Pemintalan merupakan suatu proses untuk melepas serat sutera dari kokon dan menyayatkannya untuk menghasilkan benang sutera dengan menggunakan alat pintal. Alat pintal yang digunakan dalam industri pemintalan benang sutera alam terdiri dari alat pintal tradisional, alat pintal semi mekanis, dan alat pintal otomatis Bachtiar 1991 dalam Saifullah 2004. Tahapan pengolahan kokon menjadi benang sutera mentah rawsilk yaitu: 1. pengeringan, 2. pemilahan, 3. pemasakan, 4. pemintalan, 5. pemintalan ulang, 6. penjahitan, 7. pengujian, 8. penumpukan dan pengemasan Jaya 2003. Menurut Jaya 2003, mesin pintal mesin reeling ada 3 macam yaitu mesin pintal otomatis untuk kokon normal, mesin pintal duppion untuk kokon rangkap, dan mesin pintal multi untuk kokon cacat ringan.

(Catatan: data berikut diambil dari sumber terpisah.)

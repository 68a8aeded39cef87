//! Matrix and array environments
//!
//! A supported environment becomes a tab/newline grid. Rows are split on the
//! row separator and cells on `&`, both only at brace depth 0, so nested
//! groups and escaped `\&` stay inside their cell.

use crate::core::context::StageContext;
use crate::core::pipeline::Stage;
use crate::core::scan::{
    commands, read_group, read_optional, rewrite_commands, skip_whitespace, split_top_level,
    MARKER,
};

/// Supported environment kinds
#[derive(Debug, Clone, Copy, PartialEq, Eq)]
pub enum MatrixKind {
    /// `matrix`, `smallmatrix`
    Plain,
    /// `pmatrix`
    Paren,
    /// `bmatrix`
    Bracket,
    /// `vmatrix`
    Bar,
    /// `Vmatrix`
    DoubleBar,
    /// `array`
    Array,
}

impl MatrixKind {
    pub fn from_name(name: &str) -> Option<Self> {
        match name {
            "matrix" | "smallmatrix" => Some(MatrixKind::Plain),
            "pmatrix" => Some(MatrixKind::Paren),
            "bmatrix" => Some(MatrixKind::Bracket),
            "vmatrix" => Some(MatrixKind::Bar),
            "Vmatrix" => Some(MatrixKind::DoubleBar),
            "array" => Some(MatrixKind::Array),
            _ => None,
        }
    }

    /// Opening and closing fence
    pub fn fences(self) -> (&'static str, &'static str) {
        match self {
            MatrixKind::Plain | MatrixKind::Array => ("", ""),
            MatrixKind::Paren => ("(", ")"),
            MatrixKind::Bracket => ("[", "]"),
            MatrixKind::Bar => ("|", "|"),
            MatrixKind::DoubleBar => ("‖", "‖"),
        }
    }

    /// Format a finished grid
    pub fn wrap(self, grid: &str) -> String {
        if self == MatrixKind::Array {
            return grid.to_string();
        }
        let (open, close) = self.fences();
        format!("{}\n{}\n{}", open, grid, close)
    }
}

pub struct MatrixStage;

impl Stage for MatrixStage {
    fn name(&self) -> &'static str {
        "matrix"
    }

    fn apply(&self, input: &str, ctx: &mut StageContext<'_>) -> String {
        let mut text = input.to_string();
        loop {
            text = match rewrite_innermost(&text) {
                Ok(next) => next,
                Err(unterminated) => {
                    for name in unterminated {
                        ctx.warn_with_suggestion(
                            self.name(),
                            format!("environment '{}' left unterminated", name),
                            format!("add \\end{{{}}}", name),
                        );
                    }
                    return text;
                }
            };
        }
    }
}

/// An environment delimiter: `\begin{kind}` or `\end{kind}`
struct Boundary<'a> {
    name: &'a str,
    kind: MatrixKind,
    start: usize,
    end: usize,
}

fn read_boundary<'a>(src: &'a str, start: usize, name_end: usize) -> Option<Boundary<'a>> {
    let group = read_group(src, skip_whitespace(src, name_end))?;
    let name = group.inner.trim();
    Some(Boundary {
        name,
        kind: MatrixKind::from_name(name)?,
        start,
        end: group.end,
    })
}

/// Rewrite the first environment to close. `Err` carries the names of any
/// environments that were opened but never closed once nothing is left.
fn rewrite_innermost(src: &str) -> Result<String, Vec<String>> {
    let mut open: Vec<Boundary<'_>> = Vec::new();

    for cmd in commands(src) {
        if cmd.name != "begin" && cmd.name != "end" {
            continue;
        }
        let Some(boundary) = read_boundary(src, cmd.start, cmd.end) else {
            continue;
        };
        match cmd.name {
            "begin" => open.push(boundary),
            "end" => {
                let Some(idx) = open.iter().rposition(|b| b.name == boundary.name) else {
                    continue;
                };
                let begin = &open[idx];
                let grid = format_grid(environment_body(src, begin, boundary.start));
                let mut out = String::with_capacity(src.len());
                out.push_str(&src[..begin.start]);
                out.push_str(&begin.kind.wrap(&grid));
                out.push_str(&src[boundary.end..]);
                return Ok(out);
            }
            _ => {}
        }
    }

    Err(open.into_iter().map(|b| b.name.to_string()).collect())
}

fn environment_body<'a>(src: &'a str, begin: &Boundary<'_>, end: usize) -> &'a str {
    let mut start = begin.end;
    if begin.kind == MatrixKind::Array {
        if let Some(spec) = read_group(src, skip_whitespace(src, start)) {
            if spec.end <= end {
                start = spec.end;
            }
        }
    }
    &src[start..end]
}

fn is_row_separator(src: &str, i: usize) -> Option<usize> {
    let bytes = src.as_bytes();
    (bytes[i] == MARKER && bytes.get(i + 1) == Some(&MARKER)).then_some(2)
}

fn is_cell_separator(src: &str, i: usize) -> Option<usize> {
    (src.as_bytes()[i] == b'&').then_some(1)
}

/// Split a body into a tab/newline grid
pub fn format_grid(body: &str) -> String {
    let body = rewrite_commands(body, |cmd, _| (cmd.name == "hline").then_some(cmd.end));
    let mut rows = Vec::new();

    for (idx, row) in split_top_level(&body, is_row_separator).into_iter().enumerate() {
        let row = match read_optional(row, 0) {
            Some(spacing) if idx > 0 => &row[spacing.end..],
            _ => row,
        };
        let cells: Vec<&str> = split_top_level(row, is_cell_separator)
            .into_iter()
            .map(str::trim)
            .collect();
        if cells.iter().all(|c| c.is_empty()) {
            continue;
        }
        rows.push(cells.join("\t"));
    }

    rows.join("\n")
}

Mesin pintal multi dan mesin pintal otomatis dalam memintal kokon memiliki langkah yang sama yaitu sebagai berikut: 1. pemasakan, 2. pemilihan, 3. penyikatan, 4. jetbort, 5. button, 6. pulley, 7. beam, 8. guide, 9. reeling. Perbedaan kedua mesin ini hanya terletak pada penyikatan kokon untuk mencari ujung benang. Pada mesin multi pekerjaan tersebut dilakukan secara manual, sedangkan pada mesin otomatis dilakukan dengan menggunakan mesin secara otomatis.

2.3 Biaya Produksi

Saifullah 2004 menyatakan bahwa, struktur biaya usaha persuteraan alam terdiri dari biaya produksi kokon dan biaya produksi benang. Biaya produksi kokon meliputi biaya pemeliharaan kebun murbei dan biaya pemeliharaan ulat. Sedangkan biaya produksi benang meliputi biaya pemintalan dan biaya pembelian kokon. Biaya produksi kokon di Kabupaten Garut sebesar Rp. 43.840kg sedangkan di Kabupaten Sukabumi Rp 32.550kg. Untuk biaya produksi benang di Kabupaten Garut sebesar Rp. 193.880kg sedangkan di Kabupaten Sukabumi Rp. 362.989kg. Berdasarkan data dari Balai Persuteraan Alam pada tahun 2010, Harga telur ulat sutera F1 produksi KPSA Perum Perhutani Soppeng saat ini adalah Rp. 80.000 per boks, sementara produksi PSA Candiroto Rp. 40.000 dengan jumlah ± 25.000 butir per boks. Harga kokon sebagai bahan baku proses pemintalan benang, saat ini berkisar antara Rp. 20.000 – Rp. 27.000 per kilogram. Sedangkan untuk harga benang sutera saat ini berkisar antara Rp. 225.000 – Rp. 250.000 per kilogram.